[WHAT IS BEING ASKED]: Count every line of these entries that holds the word "ApprovalAction", and reply with the number only.

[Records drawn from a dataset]
========================

use chrono::NaiveDate;
use sqlx::{sqlite::SqliteRow, Row};

use claimflow_core::domain::expense::{
    ApprovalAction, ExpenseCategory, ExpenseClaim, ExpenseId, ExpenseStatus, LedgerEntry,
};
use claimflow_core::domain::identity::{OrganizationId, UserId};

use super::rule::{parse_decimal, parse_timestamp};
use super::{ExpenseRepository, RepositoryError};
use crate::DbPool;

const CLAIM_COLUMNS: &str = "id, claimant_id, organization_id, amount, currency, converted_amount,
     base_currency, category, description, merchant, expense_date, status,
     current_approver_step, version, created_at, updated_at";

pub struct SqlExpenseRepository {
    pool: DbPool,
}

impl SqlExpenseRepository {
    pub fn new(pool: DbPool) -> Self {
        Self { pool }
    }

    async fn load_history(&self, id: &ExpenseId) -> Result<Vec<LedgerEntry>, RepositoryError> {
        let rows = sqlx::query(
            "SELECT approver_id, action, comment, recorded_at
             FROM expense_approval_history
             WHERE expense_id = ?
             ORDER BY position ASC",
        )
        .bind(&id.0)
        .fetch_all(&self.pool)
        .await?;

        rows.iter().map(entry_from_row).collect()
    }

    async fn with_history(&self, row: &SqliteRow) -> Result<ExpenseClaim, RepositoryError> {
        let mut claim = claim_from_row(row)?;
        claim.approval_history = self.load_history(&claim.id).await?;
        Ok(claim)
    }
}

#[async_trait::async_trait]
impl ExpenseRepository for SqlExpenseRepository {
    async fn find_by_id(&self, id: &ExpenseId) -> Result<Option<ExpenseClaim>, RepositoryError> {
        let row = sqlx::query(&format!("SELECT {CLAIM_COLUMNS} FROM expense_claim WHERE id = ?"))
            .bind(&id.0)
            .fetch_optional(&self.pool)
            .await?;

        match row {
            Some(ref row) => Ok(Some(self.with_history(row).await?)),
            None => Ok(None),
        }
    }

    async fn insert(&self, claim: ExpenseClaim) -> Result<(), RepositoryError> {
        let mut tx = self.pool.begin().await?;

        sqlx::query(
            "INSERT INTO expense_claim (id, claimant_id, organization_id, amount, currency,
                                        converted_amount, base_currency, category, description,
                                        merchant, expense_date, status, current_approver_step,
                                        version, created_at, updated_at)
             VALUES (?, ?, ?, ?, ?, ?, ?, ?, ?, ?, ?, ?, ?, ?, ?, ?)",
        )
        .bind(&claim.id.0)
        .bind(&claim.claimant_id.0)
        .bind(&claim.organization_id.0)
        .bind(claim.amount.to_string())
        .bind(&claim.currency)
        .bind(claim.converted_amount.to_string())
        .bind(&claim.base_currency)
        .bind(claim.category.as_str())
        .bind(&claim.description)
        .bind(&claim.merchant)
        .bind(claim.expense_date.to_string())
        .bind(claim.status.as_str())
        .bind(i64::from(claim.current_approver_step))
        .bind(i64::from(claim.version))
        .bind(claim.created_at.to_rfc3339())
        .bind(claim.updated_at.to_rfc3339())
        .execute(&mut *tx)
        .await?;

        for (position, entry) in claim.approval_history.iter().enumerate() {
            insert_entry(&mut tx, &claim.id, position, entry).await?;
        }

        tx.commit().await?;
        Ok(())
    }

    async fn save_decision(
        &self,
        claim: ExpenseClaim,
        expected_version: u32,
    ) -> Result<ExpenseClaim, RepositoryError> {
        let next_version = expected_version + 1;
        let mut tx = self.pool.begin().await?;

        let updated = sqlx::query(
            "UPDATE expense_claim
             SET status = ?, current_approver_step = ?, version = ?, updated_at = ?
             WHERE id = ? AND version = ?",
        )
        .bind(claim.status.as_str())
        .bind(i64::from(claim.current_approver_step))
        .bind(i64::from(next_version))
        .bind(claim.updated_at.to_rfc3339())
        .bind(&claim.id.0)
        .bind(i64::from(expected_version))
        .execute(&mut *tx)
        .await?;

        if updated.rows_affected() == 0 {
            return Err(RepositoryError::Conflict { expense_id: claim.id, expected_version });
        }

        let stored: i64 = sqlx::query_scalar(
            "SELECT COUNT(1) FROM expense_approval_history WHERE expense_id = ?",
        )
        .bind(&claim.id.0)
        .fetch_one(&mut *tx)
        .await?;
        let stored = usize::try_from(stored)
            .map_err(|_| RepositoryError::Decode(format!("negative history count {stored}")))?;

        for (position, entry) in claim.approval_history.iter().enumerate().skip(stored) {
            insert_entry(&mut tx, &claim.id, position, entry).await?;
        }

        tx.commit().await?;
        Ok(ExpenseClaim { version: next_version, ..claim })
    }

    async fn save_revision(
        &self,
        claim: ExpenseClaim,
        expected_version: u32,
    ) -> Result<ExpenseClaim, RepositoryError> {
        let next_version = expected_version + 1;
        let updated = sqlx::query(
            "UPDATE expense_claim
             SET amount = ?, currency = ?, converted_amount = ?, category = ?, description = ?,
                 merchant = ?, expense_date = ?, version = ?, updated_at = ?
             WHERE id = ? AND version = ?
               AND NOT EXISTS (SELECT 1 FROM expense_approval_history WHERE expense_id = ?)",
        )
        .bind(claim.amount.to_string())
        .bind(&claim.currency)
        .bind(claim.converted_amount.to_string())
        .bind(claim.category.as_str())
        .bind(&claim.description)
        .bind(&claim.merchant)
        .bind(claim.expense_date.to_string())
        .bind(i64::from(next_version))
        .bind(claim.updated_at.to_rfc3339())
        .bind(&claim.id.0)
        .bind(i64::from(expected_version))
        .bind(&claim.id.0)
        .execute(&self.pool)
        .await?;

        if updated.rows_affected() == 0 {
            return Err(RepositoryError::Conflict { expense_id: claim.id, expected_version });
        }

        Ok(ExpenseClaim { version: next_version, ..claim })
    }

    async fn list_pending(
        &self,
        organization_id: &OrganizationId,
    ) -> Result<Vec<ExpenseClaim>, RepositoryError> {
        let rows = sqlx::query(&format!(
            "SELECT {CLAIM_COLUMNS} FROM expense_claim
             WHERE organization_id = ? AND status = 'pending'
             ORDER BY created_at ASC, rowid ASC"
        ))
        .bind(&organization_id.0)
        .fetch_all(&self.pool)
        .await?;

        let mut claims = Vec::with_capacity(rows.len());
        for row in &rows {
            claims.push(self.with_history(row).await?);
        }
        Ok(claims)
    }
}

async fn insert_entry(
    tx: &mut sqlx::Transaction<'_, sqlx::Sqlite>,
    expense_id: &ExpenseId,
    position: usize,
    entry: &LedgerEntry,
) -> Result<(), RepositoryError> {
    let position = i64::try_from(position)
        .map_err(|_| RepositoryError::Decode(format!("history position {position} overflows")))?;

    sqlx::query(
        "INSERT INTO expense_approval_history (expense_id, position, approver_id, action, comment,
                                               recorded_at)
         VALUES (?, ?, ?, ?, ?, ?)",
    )
    .bind(&expense_id.0)
    .bind(position)
    .bind(&entry.approver_id.0)
    .bind(entry.action.as_str())
    .bind(&entry.comment)
    .bind(entry.recorded_at.to_rfc3339())
    .execute(&mut **tx)
    .await?;

    Ok(())
}

fn claim_from_row(row: &SqliteRow) -> Result<ExpenseClaim, RepositoryError> {
    let status_raw: String = row.try_get("status")?;
    let status = ExpenseStatus::parse(&status_raw)
        .ok_or_else(|| RepositoryError::Decode(format!("unknown expense status `{status_raw}`")))?;
    let category_raw: String = row.try_get("category")?;
    let category = ExpenseCategory::parse(&category_raw).ok_or_else(|| {
        RepositoryError::Decode(format!("unknown expense category `{category_raw}`"))
    })?;
    let expense_date_raw: String = row.try_get("expense_date")?;
    let expense_date = NaiveDate::parse_from_str(&expense_date_raw, "%Y-%m-%d").map_err(|error| {
        RepositoryError::Decode(format!("invalid expense_date `{expense_date_raw}` ({error})"))
    })?;

    Ok(ExpenseClaim {
        id: ExpenseId(row.try_get("id")?),
        claimant_id: UserId(row.try_get("claimant_id")?),
        organization_id: OrganizationId(row.try_get("organization_id")?),
        amount: parse_decimal("amount", row.try_get("amount")?)?,
        currency: row.try_get("currency")?,
        converted_amount: parse_decimal("converted_amount", row.try_get("converted_amount")?)?,
        base_currency: row.try_get("base_currency")?,
        category,
        description: row.try_get("description")?,
        merchant: row.try_get("merchant")?,
        expense_date,
        status,
        current_approver_step: parse_u32("current_approver_step", row.try_get("current_approver_step")?)?,
        approval_history: Vec::new(),
        version: parse_u32("version", row.try_get("version")?)?,
        created_at: parse_timestamp("created_at", row.try_get("created_at")?)?,
        updated_at: parse_timestamp("updated_at", row.try_get("updated_at")?)?,
    })
}

fn entry_from_row(row: &SqliteRow) -> Result<LedgerEntry, RepositoryError> {
    let action_raw: String = row.try_get("action")?;
    let action = ApprovalAction::parse(&action_raw)
        .ok_or_else(|| RepositoryError::Decode(format!("unknown approval action `{action_raw}`")))?;

    Ok(LedgerEntry {
        approver_id: UserId(row.try_get("approver_id")?),
        action,
        comment: row.try_get("comment")?,
        recorded_at: parse_timestamp("recorded_at", row.try_get("recorded_at")?)?,
    })
}

fn parse_u32(column: &str, value: i64) -> Result<u32, RepositoryError> {
    u32::try_from(value).map_err(|_| {
        RepositoryError::Decode(format!(
            "invalid value for `{column}` (expected non-negative u32): {value}"
        ))
    })
}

========================

[SOLUTION]: 2